DIRECTIONS >>
Gather from the listing below each line that includes the word "Active", and copy it.

########

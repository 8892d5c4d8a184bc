//! Core data types for the fleetwatch engine
//!
//! These records are the stable, serializable shapes exchanged with external
//! producers and dashboards: agents with their embedded metrics, per-agent
//! performance snapshots, and coordination events.

use chrono::{DateTime, Utc};
use serde::{Deserialize, Serialize};
use std::collections::BTreeMap;
use std::str::FromStr;
use uuid::Uuid;

use crate::error::FleetError;

/// Agent configuration mapping (string -> arbitrary JSON value)
pub type AgentConfiguration = BTreeMap<String, serde_json::Value>;

/// Specialized agent role within the fleet
#[derive(Debug, Clone, Copy, PartialEq, Eq, Hash, Serialize, Deserialize)]
#[serde(rename_all = "snake_case")]
pub enum AgentType {
    TransactionAnalyzer,
    PatternDetector,
    RiskAssessor,
    Compliance,
    Orchestrator,
}

impl AgentType {
    pub const ALL: [AgentType; 5] = [
        AgentType::TransactionAnalyzer,
        AgentType::PatternDetector,
        AgentType::RiskAssessor,
        AgentType::Compliance,
        AgentType::Orchestrator,
    ];

    pub fn as_str(&self) -> &'static str {
        match self {
            AgentType::TransactionAnalyzer => "transaction_analyzer",
            AgentType::PatternDetector => "pattern_detector",
            AgentType::RiskAssessor => "risk_assessor",
            AgentType::Compliance => "compliance",
            AgentType::Orchestrator => "orchestrator",
        }
    }
}

impl std::fmt::Display for AgentType {
    fn fmt(&self, f: &mut std::fmt::Formatter<'_>) -> std::fmt::Result {
        f.write_str(self.as_str())
    }
}

impl FromStr for AgentType {
    type Err = FleetError;

    fn from_str(s: &str) -> Result<Self, Self::Err> {
        AgentType::ALL
            .into_iter()
            .find(|t| t.as_str() == s)
            .ok_or_else(|| FleetError::InvalidInput(format!("unknown agent type: {}", s)))
    }
}

/// Reported operational status of an agent
///
/// Status is a relayed tag: producers report it, the engine stores it. Whether
/// a change is legal is decided by [`crate::registry::TransitionPolicy`].
#[derive(Debug, Clone, Copy, PartialEq, Eq, Hash, Serialize, Deserialize, Default)]
#[serde(rename_all = "snake_case")]
pub enum AgentStatus {
    Starting,
    #[default]
    Active,
    Idle,
    Busy,
    Error,
    Stopping,
    Offline,
}

impl AgentStatus {
    pub const ALL: [AgentStatus; 7] = [
        AgentStatus::Starting,
        AgentStatus::Active,
        AgentStatus::Idle,
        AgentStatus::Busy,
        AgentStatus::Error,
        AgentStatus::Stopping,
        AgentStatus::Offline,
    ];

    pub fn as_str(&self) -> &'static str {
        match self {
            AgentStatus::Starting => "starting",
            AgentStatus::Active => "active",
            AgentStatus::Idle => "idle",
            AgentStatus::Busy => "busy",
            AgentStatus::Error => "error",
            AgentStatus::Stopping => "stopping",
            AgentStatus::Offline => "offline",
        }
    }
}

impl std::fmt::Display for AgentStatus {
    fn fmt(&self, f: &mut std::fmt::Formatter<'_>) -> std::fmt::Result {
        f.write_str(self.as_str())
    }
}

impl FromStr for AgentStatus {
    type Err = FleetError;

    fn from_str(s: &str) -> Result<Self, Self::Err> {
        AgentStatus::ALL
            .into_iter()
            .find(|status| status.as_str() == s)
            .ok_or_else(|| FleetError::InvalidInput(format!("unknown agent status: {}", s)))
    }
}

/// Performance metrics embedded in every agent record
#[derive(Debug, Clone, PartialEq, Serialize, Deserialize)]
pub struct AgentMetrics {
    pub agent_id: String,
    /// Cumulative processed request count
    pub requests_processed: u64,
    /// Rolling mean of reported response times
    pub average_response_time_ms: f64,
    /// `(requests - errors) / requests`, or 1.0 before any request
    pub success_rate: f64,
    /// Cumulative failed request count
    pub error_count: u64,
    /// Latest reported load gauge in [0, 1]
    pub current_load: f64,
    /// Seconds since registration, refreshed on each metrics update
    pub uptime_seconds: u64,
    pub last_activity: DateTime<Utc>,
    pub memory_usage_mb: f64,
    pub cpu_usage_percent: f64,
}

impl AgentMetrics {
    /// Fresh metrics for a newly registered agent
    pub fn new(agent_id: impl Into<String>) -> Self {
        Self {
            agent_id: agent_id.into(),
            requests_processed: 0,
            average_response_time_ms: 0.0,
            success_rate: 1.0,
            error_count: 0,
            current_load: 0.0,
            uptime_seconds: 0,
            last_activity: Utc::now(),
            memory_usage_mb: 0.0,
            cpu_usage_percent: 0.0,
        }
    }
}

/// Complete agent record as exposed to readers
#[derive(Debug, Clone, PartialEq, Serialize, Deserialize)]
pub struct Agent {
    pub agent_id: String,
    pub agent_name: String,
    pub agent_type: AgentType,
    pub status: AgentStatus,
    pub version: String,
    pub capabilities: Vec<String>,
    pub configuration: AgentConfiguration,
    pub metrics: AgentMetrics,
    /// Composite health in [0, 1]
    pub health_score: f64,
    pub last_heartbeat: DateTime<Utc>,
    pub registered_at: DateTime<Utc>,
}

/// Registration input for a new agent
#[derive(Debug, Clone, PartialEq, Serialize, Deserialize)]
pub struct AgentDescriptor {
    pub agent_id: String,
    pub agent_name: String,
    pub agent_type: AgentType,
    #[serde(default = "default_version")]
    pub version: String,
    #[serde(default)]
    pub capabilities: Vec<String>,
    #[serde(default, skip_serializing_if = "Option::is_none")]
    pub status: Option<AgentStatus>,
    /// Initial configuration; the stock agent configuration when absent
    #[serde(default, skip_serializing_if = "Option::is_none")]
    pub configuration: Option<AgentConfiguration>,
}

fn default_version() -> String {
    "0.1.0".to_string()
}

impl AgentDescriptor {
    pub fn new(
        agent_id: impl Into<String>,
        agent_name: impl Into<String>,
        agent_type: AgentType,
    ) -> Self {
        Self {
            agent_id: agent_id.into(),
            agent_name: agent_name.into(),
            agent_type,
            version: default_version(),
            capabilities: Vec::new(),
            status: None,
            configuration: None,
        }
    }

    pub fn with_version(mut self, version: impl Into<String>) -> Self {
        self.version = version.into();
        self
    }

    pub fn with_capabilities<I, S>(mut self, capabilities: I) -> Self
    where
        I: IntoIterator<Item = S>,
        S: Into<String>,
    {
        self.capabilities = capabilities.into_iter().map(Into::into).collect();
        self
    }

    pub fn with_status(mut self, status: AgentStatus) -> Self {
        self.status = Some(status);
        self
    }

    pub fn with_configuration(mut self, configuration: AgentConfiguration) -> Self {
        self.configuration = Some(configuration);
        self
    }
}

/// Stock configuration given to agents registered without one
pub fn default_agent_configuration() -> AgentConfiguration {
    let mut configuration = AgentConfiguration::new();
    configuration.insert("max_concurrent_requests".to_string(), 10.into());
    configuration.insert("timeout_seconds".to_string(), 30.into());
    configuration.insert("retry_attempts".to_string(), 3.into());
    configuration
}

/// One performance sample pushed by a metrics reporter
///
/// Every field is optional; only the supplied ones are folded into the agent.
#[derive(Debug, Clone, Default, PartialEq, Serialize, Deserialize)]
pub struct MetricsUpdate {
    #[serde(default)]
    pub requests: Option<u64>,
    #[serde(default)]
    pub response_time_ms: Option<f64>,
    #[serde(default)]
    pub success: Option<bool>,
    #[serde(default)]
    pub load: Option<f64>,
    #[serde(default)]
    pub cpu_usage_percent: Option<f64>,
    #[serde(default)]
    pub memory_usage_mb: Option<f64>,
}

impl MetricsUpdate {
    pub fn new() -> Self {
        Self::default()
    }

    pub fn requests(mut self, count: u64) -> Self {
        self.requests = Some(count);
        self
    }

    pub fn response_time_ms(mut self, ms: f64) -> Self {
        self.response_time_ms = Some(ms);
        self
    }

    pub fn success(mut self, success: bool) -> Self {
        self.success = Some(success);
        self
    }

    pub fn load(mut self, load: f64) -> Self {
        self.load = Some(load);
        self
    }

    pub fn cpu_usage_percent(mut self, percent: f64) -> Self {
        self.cpu_usage_percent = Some(percent);
        self
    }

    pub fn memory_usage_mb(mut self, mb: f64) -> Self {
        self.memory_usage_mb = Some(mb);
        self
    }
}

/// Point-in-time health sample kept in the per-agent history ring
#[derive(Debug, Clone, PartialEq, Serialize, Deserialize)]
pub struct PerformanceSnapshot {
    pub timestamp: DateTime<Utc>,
    pub response_time: f64,
    pub success_rate: f64,
    pub load: f64,
    pub health_score: f64,
}

/// Result of a status update
#[derive(Debug, Clone, PartialEq, Serialize, Deserialize)]
pub struct StatusChange {
    pub agent_id: String,
    pub previous: AgentStatus,
    pub status: AgentStatus,
    pub timestamp: DateTime<Utc>,
}

/// Well-known coordination event type tags
pub mod event_types {
    pub const REQUEST: &str = "request";
    pub const RESPONSE: &str = "response";
    pub const COORDINATION: &str = "coordination";
    pub const ESCALATION: &str = "escalation";
    pub const CONFIGURATION_CHANGE: &str = "configuration_change";
}

/// Well-known coordination event status tags
pub mod event_status {
    /// The only status counted as a success by coordination analytics
    pub const COMPLETED: &str = "completed";
    pub const PENDING: &str = "pending";
    pub const FAILED: &str = "failed";
    pub const TIMEOUT: &str = "timeout";
}

/// Recorded interaction between agents, optionally tied to a transaction
#[derive(Debug, Clone, PartialEq, Serialize, Deserialize)]
pub struct CoordinationEvent {
    pub event_id: String,
    pub timestamp: DateTime<Utc>,
    pub event_type: String,
    pub source_agent: String,
    pub target_agent: Option<String>,
    pub transaction_id: Option<String>,
    pub status: String,
    pub duration_ms: f64,
}

impl CoordinationEvent {
    /// Stamp a producer-supplied event with a fresh id and the current time
    pub fn from_new(new: NewCoordinationEvent) -> Self {
        Self::from_new_at(new, Utc::now())
    }

    pub fn from_new_at(new: NewCoordinationEvent, timestamp: DateTime<Utc>) -> Self {
        Self {
            event_id: format!("evt_{}", Uuid::new_v4().simple()),
            timestamp,
            event_type: new.event_type,
            source_agent: new.source_agent,
            target_agent: new.target_agent,
            transaction_id: new.transaction_id,
            status: new.status,
            duration_ms: new.duration_ms,
        }
    }

    /// Whether `agent_id` is the source or the target of this event
    pub fn involves(&self, agent_id: &str) -> bool {
        self.source_agent == agent_id || self.target_agent.as_deref() == Some(agent_id)
    }

    pub fn is_completed(&self) -> bool {
        self.status == event_status::COMPLETED
    }
}

/// Coordination event as pushed by a producer, before id and timestamp are assigned
#[derive(Debug, Clone, PartialEq, Serialize, Deserialize)]
pub struct NewCoordinationEvent {
    pub event_type: String,
    pub source_agent: String,
    #[serde(default)]
    pub target_agent: Option<String>,
    #[serde(default)]
    pub transaction_id: Option<String>,
    #[serde(default = "default_event_status")]
    pub status: String,
    #[serde(default)]
    pub duration_ms: f64,
}

fn default_event_status() -> String {
    event_status::COMPLETED.to_string()
}

impl NewCoordinationEvent {
    pub fn new(event_type: impl Into<String>, source_agent: impl Into<String>) -> Self {
        Self {
            event_type: event_type.into(),
            source_agent: source_agent.into(),
            target_agent: None,
            transaction_id: None,
            status: default_event_status(),
            duration_ms: 0.0,
        }
    }

    pub fn target(mut self, agent_id: impl Into<String>) -> Self {
        self.target_agent = Some(agent_id.into());
        self
    }

    pub fn transaction(mut self, transaction_id: impl Into<String>) -> Self {
        self.transaction_id = Some(transaction_id.into());
        self
    }

    pub fn status(mut self, status: impl Into<String>) -> Self {
        self.status = status.into();
        self
    }

    pub fn duration_ms(mut self, duration_ms: f64) -> Self {
        self.duration_ms = duration_ms;
        self
    }
}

########

EXERCISE RESULT >>
    Active,
        AgentStatus::Active,
            AgentStatus::Active => "active",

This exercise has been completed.